Soliton resuscitations: asymmetric revivals of the breathing mode of an atomic bright soliton in a harmonic trap
Waranon Sroyngoen, James R. Anglin
TL;DR
The paper investigates how a bright soliton in a quasi-one-dimensional Bose-Einstein condensate breathes and loses atoms via dispersion, and how placing the soliton in a shallow harmonic trap makes the emitted atoms return, producing non-Markovian, reviving breathing dynamics. By linearizing the dynamics around the soliton and applying matched asymptotics, the authors derive a discrete BdG spectrum in the trap, with explicit expressions for the mode frequencies Ω_n and the normalization Z_n, and they show how the breathing amplitude B(t) decomposes into a sum over these modes. The key finding is that the resuscitation envelopes are asymmetrical due to a spectral distortion in the above-gap spectrum, captured analytically by a closed-form approximation involving Δ_n and a large phase Nπ/ε^2; this reveals a rich, memory-bearing open-system behavior even in a simple soliton-trap setting. The results provide a robust mean-field background for future exploration of quantum many-body effects and non-Markovian dynamics in trapped solitons, and they connect spectral structure to observable revivals via a tractable analytic framework.
Abstract
An atomic bright soliton realised in a quasi-one-dimensional Bose-Einstein condensate can be considered as an open quantum system.
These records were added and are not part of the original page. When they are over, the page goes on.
#![allow(dead_code)]
//! Patient fixture shared by the `doc-store` integration tests.

use doc_store::{Document, FakeCollection};
use serde_json::{Value, json};

pub const IDS: [&str; 3] = [
    "39d6d76f-8572-4a33-a598-bc7dda1da186",
    "39d6d76f-8572-4a33-a598-bc7dda1da194",
    "39d6d76f-8572-4a33-a598-bc7dda1da195",
];

pub const NESTED_ID: &str = "wer326324wey5u45u";

#[derive(Debug, Clone, PartialEq)]
pub struct Patient {
    pub id: String,
    pub name: String,
    pub age: i64,
    pub temperature: f64,
}

impl Patient {
    pub fn to_document(&self) -> Document {
        as_document(json!({
            "_id": self.id,
            "name": self.name,
            "age": self.age,
            "temperature": self.temperature,
        }))
    }
}

/// Zips ids with the fixed names, ages and temperatures.
#[derive(Debug, Default)]
pub struct PatientsBuilder {
    ids: Vec<String>,
}

impl PatientsBuilder {
    const NAMES: [&'static str; 3] = ["Joe", "Chuck", "Evan"];
    const AGES: [i64; 3] = [20, 30, 40];
    const TEMPERATURES: [f64; 3] = [36.7, 37.1, 38.1];

    pub fn ids<'a>(mut self, ids: impl IntoIterator<Item = &'a str>) -> Self {
        self.ids.extend(ids.into_iter().map(str::to_string));
        self
    }

    pub fn build(self) -> Vec<Patient> {
        self.ids
            .into_iter()
            .zip(Self::NAMES)
            .zip(Self::AGES)
            .zip(Self::TEMPERATURES)
            .map(|(((id, name), age), temperature)| Patient {
                id,
                name: name.to_string(),
                age,
                temperature,
            })
            .collect()
    }
}

pub fn nested_document() -> Document {
    as_document(json!({
        "_id": NESTED_ID,
        "person": { "name": "Sam", "age": 56, "temperature": 35.6 },
    }))
}

pub fn patients_collection() -> FakeCollection {
    let mut collection = FakeCollection::new("testcoll2");
    for patient in PatientsBuilder::default().ids(IDS).build() {
        collection.push(patient.to_document());
    }
    collection.push(nested_document());
    collection
}

pub fn as_document(value: Value) -> Document {
    match value {
        Value::Object(map) => map,
        other => panic!("expected object, got {other}"),
    }
}

pub fn ids_of(documents: &[&Document]) -> Vec<String> {
    documents
        .iter()
        .map(|document| document["_id"].as_str().unwrap().to_string())
        .collect()
}

pub fn quoted_ids(ids: &[&str]) -> String {
    ids.iter()
        .map(|id| format!("\"{id}\""))
        .collect::<Vec<_>>()
        .join(",")
}

/// The queries from the persistor's integration suite with their expected ids.
pub fn scenarios() -> Vec<(String, Vec<&'static str>)> {
    vec![
        (format!(" _id $in {{ \"{}\" }} ", IDS[0]), vec![IDS[0]]),
        (
            format!(" _id $in {{ \"{}\" }} name $eq \"Joe\" ", IDS[0]),
            vec![IDS[0]],
        ),
        (
            format!(" _id $in {{ \"{}\" }} name $eq \"Joe\" age $gt 80 ", IDS[0]),
            vec![],
        ),
        (
            format!(
                " _id $in {{ \"{}\" }} name $eq \"Joe\" age $gt 10 temperature $eq 36.7  ",
                IDS[0]
            ),
            vec![IDS[0]],
        ),
        (" age $lt 40 temperature $lt 37.5  ".to_string(), vec![IDS[0], IDS[1]]),
        (format!(" _id $in {{ {} }} ", quoted_ids(&IDS)), IDS.to_vec()),
        (
            " person.name $eq \"Sam\" person.age $lt 60 ".to_string(),
            vec![NESTED_ID],
        ),
    ]
}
The soliton's breathing mode, for example, is damped by emission of atoms from the soliton to spatial infinity, which thus acts as a Markovian environment for the soliton. If the soliton is held in a shallow harmonic trap, however, the environment becomes non-Markovian: emitted atoms oscillate in the trap and eventually return to the soliton, interfering with it, producing periodic revivals of the breathing mode ("resuscitations"). The amplitude envelopes of these breathing revivals shows a curious asymmetry, with a gradual increase in breathing amplitude followed by sudden drop in amplitude that becomes more and more pronounced in later revivals. We explain this asymmetrical revival pattern in the non-Markovian revivals by deriving a close analytical approximation to the Bogoliubov-de Gennes frequency spectrum for the weakly trapped soliton.